▶ _Your task_
The stretch from the line with "implementations for tagsum." through the line with "filename crates/tagsum-core/src/summary.rs" in the records below: write it out exactly, and nothing else.

▶ _Entries supplied_
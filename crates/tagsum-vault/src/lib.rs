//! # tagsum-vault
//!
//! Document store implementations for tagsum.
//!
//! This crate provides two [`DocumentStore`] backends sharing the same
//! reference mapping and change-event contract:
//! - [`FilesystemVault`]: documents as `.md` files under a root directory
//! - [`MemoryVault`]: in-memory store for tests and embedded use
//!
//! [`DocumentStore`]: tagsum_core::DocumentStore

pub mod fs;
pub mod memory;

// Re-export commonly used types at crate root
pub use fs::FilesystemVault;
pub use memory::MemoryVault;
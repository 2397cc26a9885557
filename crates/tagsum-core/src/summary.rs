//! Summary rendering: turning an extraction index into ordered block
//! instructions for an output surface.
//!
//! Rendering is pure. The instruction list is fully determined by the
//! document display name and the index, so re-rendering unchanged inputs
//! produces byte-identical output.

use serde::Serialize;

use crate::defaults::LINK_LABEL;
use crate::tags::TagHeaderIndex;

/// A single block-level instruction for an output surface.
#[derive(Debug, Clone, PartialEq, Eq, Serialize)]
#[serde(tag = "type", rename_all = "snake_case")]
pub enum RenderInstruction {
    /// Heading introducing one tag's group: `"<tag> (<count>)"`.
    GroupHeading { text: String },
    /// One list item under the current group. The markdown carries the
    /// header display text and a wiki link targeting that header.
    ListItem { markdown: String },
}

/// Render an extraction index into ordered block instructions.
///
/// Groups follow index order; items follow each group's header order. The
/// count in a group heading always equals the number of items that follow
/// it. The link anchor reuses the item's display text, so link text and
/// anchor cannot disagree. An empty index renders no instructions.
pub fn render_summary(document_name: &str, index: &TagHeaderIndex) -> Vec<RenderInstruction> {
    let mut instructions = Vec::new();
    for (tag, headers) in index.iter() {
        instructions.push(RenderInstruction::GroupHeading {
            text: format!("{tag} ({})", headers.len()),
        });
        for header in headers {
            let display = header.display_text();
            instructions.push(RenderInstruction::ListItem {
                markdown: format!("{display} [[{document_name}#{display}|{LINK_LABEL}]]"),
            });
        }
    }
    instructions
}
--
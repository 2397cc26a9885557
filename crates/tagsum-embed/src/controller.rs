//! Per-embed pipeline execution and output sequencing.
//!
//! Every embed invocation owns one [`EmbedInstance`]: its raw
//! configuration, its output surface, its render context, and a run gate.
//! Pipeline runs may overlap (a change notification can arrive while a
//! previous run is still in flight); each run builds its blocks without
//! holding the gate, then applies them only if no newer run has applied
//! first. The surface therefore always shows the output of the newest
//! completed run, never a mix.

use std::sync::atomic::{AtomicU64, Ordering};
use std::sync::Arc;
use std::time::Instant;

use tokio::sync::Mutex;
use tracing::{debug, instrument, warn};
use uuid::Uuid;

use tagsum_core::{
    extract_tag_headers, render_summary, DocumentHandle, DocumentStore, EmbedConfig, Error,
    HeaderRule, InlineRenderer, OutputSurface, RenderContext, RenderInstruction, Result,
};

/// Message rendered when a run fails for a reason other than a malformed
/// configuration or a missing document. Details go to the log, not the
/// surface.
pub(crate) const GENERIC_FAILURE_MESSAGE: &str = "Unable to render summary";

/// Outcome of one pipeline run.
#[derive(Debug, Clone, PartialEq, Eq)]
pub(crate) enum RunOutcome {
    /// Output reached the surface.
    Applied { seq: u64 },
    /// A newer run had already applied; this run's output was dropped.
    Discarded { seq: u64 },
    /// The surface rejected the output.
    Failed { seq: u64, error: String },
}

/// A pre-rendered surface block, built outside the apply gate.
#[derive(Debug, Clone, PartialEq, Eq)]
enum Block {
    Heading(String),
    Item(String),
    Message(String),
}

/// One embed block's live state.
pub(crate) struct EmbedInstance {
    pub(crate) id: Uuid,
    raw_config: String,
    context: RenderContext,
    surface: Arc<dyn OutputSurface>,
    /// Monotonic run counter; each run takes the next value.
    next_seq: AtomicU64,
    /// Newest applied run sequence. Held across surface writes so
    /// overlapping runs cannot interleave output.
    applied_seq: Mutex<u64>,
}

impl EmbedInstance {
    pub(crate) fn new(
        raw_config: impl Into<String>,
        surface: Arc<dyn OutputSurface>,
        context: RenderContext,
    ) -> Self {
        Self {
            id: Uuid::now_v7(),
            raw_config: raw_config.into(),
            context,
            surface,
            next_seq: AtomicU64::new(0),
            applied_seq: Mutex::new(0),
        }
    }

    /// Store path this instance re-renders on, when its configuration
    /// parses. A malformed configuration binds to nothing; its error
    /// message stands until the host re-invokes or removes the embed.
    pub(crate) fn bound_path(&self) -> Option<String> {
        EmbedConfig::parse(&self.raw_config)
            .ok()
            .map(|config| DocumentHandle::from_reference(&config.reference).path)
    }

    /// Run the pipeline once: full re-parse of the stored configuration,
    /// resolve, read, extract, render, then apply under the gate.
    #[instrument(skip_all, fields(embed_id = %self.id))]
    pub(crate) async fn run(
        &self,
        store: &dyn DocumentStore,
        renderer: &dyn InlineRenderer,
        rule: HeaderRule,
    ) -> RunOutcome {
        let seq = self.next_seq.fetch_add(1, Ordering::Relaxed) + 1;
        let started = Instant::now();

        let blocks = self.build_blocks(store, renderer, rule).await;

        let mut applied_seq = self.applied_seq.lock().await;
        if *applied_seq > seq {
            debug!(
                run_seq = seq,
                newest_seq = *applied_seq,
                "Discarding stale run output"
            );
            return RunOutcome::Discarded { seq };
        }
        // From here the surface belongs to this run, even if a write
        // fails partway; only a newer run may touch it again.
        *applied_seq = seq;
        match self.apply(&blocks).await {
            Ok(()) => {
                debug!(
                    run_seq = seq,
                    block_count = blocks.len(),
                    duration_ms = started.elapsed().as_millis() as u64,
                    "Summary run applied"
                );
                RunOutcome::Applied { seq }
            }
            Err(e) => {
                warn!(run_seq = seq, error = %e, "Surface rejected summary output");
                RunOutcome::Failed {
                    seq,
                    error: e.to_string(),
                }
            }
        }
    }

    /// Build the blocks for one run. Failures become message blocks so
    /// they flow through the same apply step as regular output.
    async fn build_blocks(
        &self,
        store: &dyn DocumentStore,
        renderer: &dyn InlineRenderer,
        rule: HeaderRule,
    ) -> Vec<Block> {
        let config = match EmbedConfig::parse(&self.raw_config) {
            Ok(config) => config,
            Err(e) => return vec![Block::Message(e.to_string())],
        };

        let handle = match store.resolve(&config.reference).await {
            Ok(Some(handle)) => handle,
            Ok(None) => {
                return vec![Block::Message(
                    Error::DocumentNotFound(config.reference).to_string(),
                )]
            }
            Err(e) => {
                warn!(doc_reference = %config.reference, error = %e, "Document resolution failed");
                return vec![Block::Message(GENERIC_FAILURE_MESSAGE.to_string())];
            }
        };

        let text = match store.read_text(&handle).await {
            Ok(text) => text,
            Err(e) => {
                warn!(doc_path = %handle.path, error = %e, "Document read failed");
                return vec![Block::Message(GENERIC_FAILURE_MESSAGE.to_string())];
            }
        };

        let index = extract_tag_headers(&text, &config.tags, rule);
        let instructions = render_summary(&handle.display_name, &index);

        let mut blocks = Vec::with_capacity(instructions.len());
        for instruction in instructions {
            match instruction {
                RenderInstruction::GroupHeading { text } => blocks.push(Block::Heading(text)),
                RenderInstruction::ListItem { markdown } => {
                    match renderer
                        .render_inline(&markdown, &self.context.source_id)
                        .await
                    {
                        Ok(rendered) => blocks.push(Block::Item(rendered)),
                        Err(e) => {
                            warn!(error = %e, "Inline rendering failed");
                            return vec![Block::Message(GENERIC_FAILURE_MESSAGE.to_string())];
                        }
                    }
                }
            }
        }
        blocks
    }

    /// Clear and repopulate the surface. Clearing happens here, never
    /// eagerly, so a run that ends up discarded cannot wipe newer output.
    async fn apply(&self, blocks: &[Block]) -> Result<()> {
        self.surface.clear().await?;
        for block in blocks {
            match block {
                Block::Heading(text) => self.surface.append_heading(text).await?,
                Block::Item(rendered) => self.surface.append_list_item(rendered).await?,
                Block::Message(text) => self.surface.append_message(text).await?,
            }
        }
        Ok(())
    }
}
...
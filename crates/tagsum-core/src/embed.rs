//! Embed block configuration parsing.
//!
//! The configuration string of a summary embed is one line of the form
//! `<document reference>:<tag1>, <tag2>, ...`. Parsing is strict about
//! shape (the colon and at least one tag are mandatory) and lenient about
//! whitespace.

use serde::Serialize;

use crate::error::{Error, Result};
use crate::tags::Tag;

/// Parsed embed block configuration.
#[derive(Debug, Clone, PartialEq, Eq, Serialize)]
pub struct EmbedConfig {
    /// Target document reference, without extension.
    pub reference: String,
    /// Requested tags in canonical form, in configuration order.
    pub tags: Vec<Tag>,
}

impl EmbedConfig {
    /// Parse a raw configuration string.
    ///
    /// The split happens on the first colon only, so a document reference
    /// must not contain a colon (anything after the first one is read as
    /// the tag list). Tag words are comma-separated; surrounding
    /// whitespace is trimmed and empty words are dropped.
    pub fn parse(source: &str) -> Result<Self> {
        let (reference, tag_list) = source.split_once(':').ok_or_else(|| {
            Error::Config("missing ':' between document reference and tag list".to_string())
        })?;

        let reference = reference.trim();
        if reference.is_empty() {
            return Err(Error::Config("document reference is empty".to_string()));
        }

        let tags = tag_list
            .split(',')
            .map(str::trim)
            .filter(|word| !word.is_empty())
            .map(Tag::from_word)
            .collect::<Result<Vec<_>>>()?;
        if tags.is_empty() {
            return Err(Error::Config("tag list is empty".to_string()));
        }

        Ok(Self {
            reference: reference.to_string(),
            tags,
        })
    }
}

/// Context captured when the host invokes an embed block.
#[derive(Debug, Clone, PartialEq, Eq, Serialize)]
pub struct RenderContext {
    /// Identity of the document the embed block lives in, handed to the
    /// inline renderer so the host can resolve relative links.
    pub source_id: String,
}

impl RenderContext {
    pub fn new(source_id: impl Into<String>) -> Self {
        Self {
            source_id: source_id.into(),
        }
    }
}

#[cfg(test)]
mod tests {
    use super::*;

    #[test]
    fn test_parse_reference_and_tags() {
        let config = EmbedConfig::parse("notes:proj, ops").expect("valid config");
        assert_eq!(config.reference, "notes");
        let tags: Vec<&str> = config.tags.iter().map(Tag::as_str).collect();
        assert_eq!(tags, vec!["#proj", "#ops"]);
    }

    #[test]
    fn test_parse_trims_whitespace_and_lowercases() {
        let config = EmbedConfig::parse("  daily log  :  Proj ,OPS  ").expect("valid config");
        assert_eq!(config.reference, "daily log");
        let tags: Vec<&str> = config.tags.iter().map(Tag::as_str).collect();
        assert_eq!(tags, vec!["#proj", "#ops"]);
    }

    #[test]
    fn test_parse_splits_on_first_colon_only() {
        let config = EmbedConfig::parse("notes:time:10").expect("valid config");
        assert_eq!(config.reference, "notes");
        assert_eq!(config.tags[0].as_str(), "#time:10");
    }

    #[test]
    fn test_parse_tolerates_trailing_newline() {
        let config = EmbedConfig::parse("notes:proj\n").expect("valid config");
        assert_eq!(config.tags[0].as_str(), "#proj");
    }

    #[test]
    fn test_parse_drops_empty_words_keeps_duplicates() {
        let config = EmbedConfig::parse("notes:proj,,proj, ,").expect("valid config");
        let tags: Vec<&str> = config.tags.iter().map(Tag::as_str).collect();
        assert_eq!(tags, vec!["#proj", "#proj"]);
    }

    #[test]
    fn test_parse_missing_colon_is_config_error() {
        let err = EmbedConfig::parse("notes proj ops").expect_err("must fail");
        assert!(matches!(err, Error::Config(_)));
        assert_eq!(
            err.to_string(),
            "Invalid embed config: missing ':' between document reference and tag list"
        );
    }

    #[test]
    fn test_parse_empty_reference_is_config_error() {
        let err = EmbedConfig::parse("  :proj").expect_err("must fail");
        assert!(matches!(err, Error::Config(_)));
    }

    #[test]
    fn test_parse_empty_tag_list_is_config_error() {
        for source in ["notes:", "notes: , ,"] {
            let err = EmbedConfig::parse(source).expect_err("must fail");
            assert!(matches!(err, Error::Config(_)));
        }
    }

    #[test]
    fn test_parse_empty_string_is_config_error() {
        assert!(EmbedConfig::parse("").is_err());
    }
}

▶ _Task response_
//! Document store implementations for tagsum.
//!
//! This crate provides two [`DocumentStore`] backends sharing the same
//! reference mapping and change-event contract:
//! - [`FilesystemVault`]: documents as `.md` files under a root directory
//! - [`MemoryVault`]: in-memory store for tests and embedded use
//!
//! [`DocumentStore`]: tagsum_core::DocumentStore

pub mod fs;
pub mod memory;

// Re-export commonly used types at crate root
pub use fs::FilesystemVault;
pub use memory::MemoryVault;
repository 2397cc26a9885557
filename crates/tagsum-core/src/summary.rs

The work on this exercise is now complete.